Luisa se detuvo y bebió otro sorbo de su copita, fue un gesto más maquinal que otra cosa, de hecho le quedaba sólo una gota. No tenía los ojos idos, sino encendidos, como si las figuraciones, lejos de abstraerla, la pusieran alerta y le dieran momentánea fuerza y la hicieran sentirse más en el mundo real, aunque fuera un mundo real ya pasado. Yo no la conocía apenas, pero iba teniendo la sensación de que su presente le causaba tanto desconcierto que en él era mucho más vulnerable y lánguida que cuando se instalaba en el pasado, incluso en el instante más doloroso y final del pasado, como acababa de hacer ahora. Sus ojos castaños eran bonitos con aquel fulgor, rasgados, uno visiblemente más grande que el otro sin que eso se los afeara en modo alguno, tenían intensidad y viveza mientras ella se ponía en el lugar de Desvern moribundo.

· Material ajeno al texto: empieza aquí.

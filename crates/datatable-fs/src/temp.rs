use std::collections::HashMap;
use std::fs::File;
use std::io;
use std::path::PathBuf;
use std::sync::{Arc, Mutex};

use uuid::Uuid;

/// Shared handle to one scratch stream.
pub type TempStream = Arc<Mutex<File>>;

/// Source of scratch streams for buffers that outgrow memory.
///
/// `get` must return the same stream for the same id until it is released
/// (or [`clear`](Self::clear) is called); callers rely on that to read back
/// what they wrote earlier.
pub trait TempStreamProvider: Send + Sync {
    fn get(&self, id: Uuid) -> io::Result<TempStream>;

    /// Forget the stream for `id`. Unknown ids are ignored.
    fn release(&self, id: Uuid);

    /// Drop every stream handed out so far.
    fn clear(&self);
}

/// [`TempStreamProvider`] backed by anonymous temp files.
///
/// Files are unlinked by the OS as soon as the last handle is dropped, so
/// `clear` (or dropping the manager plus every outstanding handle) is enough
/// to release disk space.
#[derive(Debug, Default)]
pub struct TempFileManager {
    dir: Option<PathBuf>,
    streams: Mutex<HashMap<Uuid, TempStream>>,
}

impl TempFileManager {
    /// Create streams in the system temp directory.
    pub fn new() -> Self {
        Self::default()
    }

    /// Create streams inside `dir`.
    pub fn in_dir(dir: impl Into<PathBuf>) -> Self {
        Self {
            dir: Some(dir.into()),
            streams: Mutex::new(HashMap::new()),
        }
    }

    /// Number of live streams.
    pub fn len(&self) -> usize {
        self.streams.lock().expect("temp stream map poisoned").len()
    }

    pub fn is_empty(&self) -> bool {
        self.len() == 0
    }
}

impl TempStreamProvider for TempFileManager {
    fn get(&self, id: Uuid) -> io::Result<TempStream> {
        let mut streams = self.streams.lock().expect("temp stream map poisoned");
        if let Some(stream) = streams.get(&id) {
            return Ok(stream.clone());
        }

        let file = match &self.dir {
            Some(dir) => tempfile::tempfile_in(dir)?,
            None => tempfile::tempfile()?,
        };
        log::debug!("allocated temp stream {id}");
        let stream = Arc::new(Mutex::new(file));
        streams.insert(id, stream.clone());
        Ok(stream)
    }

    fn release(&self, id: Uuid) {
        let mut streams = self.streams.lock().expect("temp stream map poisoned");
        if streams.remove(&id).is_some() {
            log::debug!("released temp stream {id}");
        }
    }

    fn clear(&self) {
        let mut streams = self.streams.lock().expect("temp stream map poisoned");
        log::debug!("releasing {} temp streams", streams.len());
        streams.clear();
    }
}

Sin duda era una mujer casi guapa, hasta en medio de sus penalidades; cuánto más cuando se la veía alegre, como yo la había visto tantas mañanas.

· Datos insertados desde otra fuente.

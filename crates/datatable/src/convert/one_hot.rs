use super::Conversion;
use crate::analysis::{Analysis, DistinctIndexer};
use crate::element::{ColumnElement, FloatVector};
use crate::error::ConversionError;
use crate::metadata::MetaData;

/// Maps each categorical value to a fixed-length indicator vector.
///
/// The vector length is fixed up front, usually from a distinct-indexing pass
/// over the same column. Values not already known to the indexer are assigned
/// the next free position; once every position is taken, a further new value
/// fails with [`ConversionError::IndexerCapacity`].
#[derive(Clone, Debug)]
pub struct OneHotConversion<T> {
    indexer: DistinctIndexer<T>,
    size: usize,
}

impl<T: ColumnElement> OneHotConversion<T> {
    /// Start with an empty indexer and room for `size` categories.
    pub fn new(size: usize) -> Self {
        Self {
            indexer: DistinctIndexer::new(),
            size,
        }
    }

    /// Reuse a pre-built indexer; the vector length is its category count.
    pub fn from_indexer(indexer: DistinctIndexer<T>) -> Self {
        let size = indexer.len();
        Self { indexer, size }
    }

    pub fn size(&self) -> usize {
        self.size
    }

    pub fn indexer(&self) -> &DistinctIndexer<T> {
        &self.indexer
    }
}

impl<T: ColumnElement> Conversion<T> for OneHotConversion<T> {
    type Output = FloatVector;

    fn convert(&mut self, item: &T) -> Result<FloatVector, ConversionError> {
        let index = self.indexer.insert_bounded(item, self.size)?;
        let mut vector = FloatVector::zeros(self.size);
        vector.values[index as usize] = 1.0;
        Ok(vector)
    }

    fn write_metadata(&self, metadata: &mut MetaData) {
        self.indexer.write_to(metadata);
    }
}

#[cfg(test)]
mod tests {
    use super::*;
    use crate::metadata::keys;
    use pretty_assertions::assert_eq;

    #[test]
    fn pre_built_indexer_fixes_positions() {
        let words = ["a", "b", "a", "c"].map(String::from);
        let mut one_hot = OneHotConversion::from_indexer(DistinctIndexer::from_values(&words));
        let vectors: Vec<Vec<f32>> = words
            .iter()
            .map(|w| one_hot.convert(w).unwrap().values)
            .collect();
        assert_eq!(
            vectors,
            vec![
                vec![1.0, 0.0, 0.0],
                vec![0.0, 1.0, 0.0],
                vec![1.0, 0.0, 0.0],
                vec![0.0, 0.0, 1.0],
            ]
        );
    }

    #[test]
    fn unseen_value_past_capacity_is_an_error() {
        let mut one_hot = OneHotConversion::<i32>::new(2);
        one_hot.convert(&10).unwrap();
        one_hot.convert(&20).unwrap();
        let err = one_hot.convert(&30).unwrap_err();
        assert_eq!(err, ConversionError::IndexerCapacity { limit: 2 });
        assert!(err.to_string().contains('2'));
    }

    #[test]
    fn labels_land_in_metadata() {
        let mut one_hot = OneHotConversion::<bool>::new(2);
        one_hot.convert(&true).unwrap();
        one_hot.convert(&false).unwrap();
        let mut metadata = MetaData::new();
        one_hot.write_metadata(&mut metadata);
        assert_eq!(metadata.get_i64(keys::NUM_DISTINCT), Some(2));
        assert_eq!(metadata.category_labels(), vec![(0, "true"), (1, "false")]);
    }
}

—Pero él no pudo pensar nada de eso, si no entendí mal lo que traía el periódico —me atreví a apuntar. No sabía qué decir o no había que decir nada, pero tampoco me pareció adecuado permanecer callada.

—No, claro que no —me contestó con celeridad y un leve dejo de desafío—. No lo pudo pensar mientras lo trasladaban al hospital, porque para entonces ya estaba inconsciente y la conciencia no volvió a recobrarla. Pero sí quizá algo parecido, anticipándose, mientras aún lo estaban apuñalando. No dejo de representarme ese momento, esos segundos, los que durara el ataque hasta que él parara de defenderse y ya no se diera cuenta de nada, hasta que perdiera el sentido y ya no experimentara nada, ni desesperación ni dolor ni... —Buscó un instante qué más podría haber experimentado justo antes de caer semimuerto—. Ni despedida. Yo jamás había pensado los pensamientos de nadie, lo que pueda pensar otro, ni siquiera él, no es mi estilo, carezco de imaginación, mi cabeza no da para eso. Y ahora, en cambio, lo hago casi todo el rato. Ya te digo, se me ha alterado el cerebro, y es como si no me reconociera; o a lo mejor, también se me ocurre, como si no me hubiera conocido durante toda mi vida anterior, y tampoco Miguel me hubiera conocido entonces: en realidad no habría podido y habría estado fuera de su alcance, ¿no es extraño?, si la verdadera fuera esta que asocia cosas continuamente, cosas que hace unos meses me habrían parecido dispares e inasociables. Si soy la que soy a raíz de su muerte, para él he sido siempre otra distinta, y habría seguido siendo la que ya no soy, indefinidamente, de haber continuado él con vida. No sé si me entiendes —añadió percatándose de que lo que explicaba era abstruso.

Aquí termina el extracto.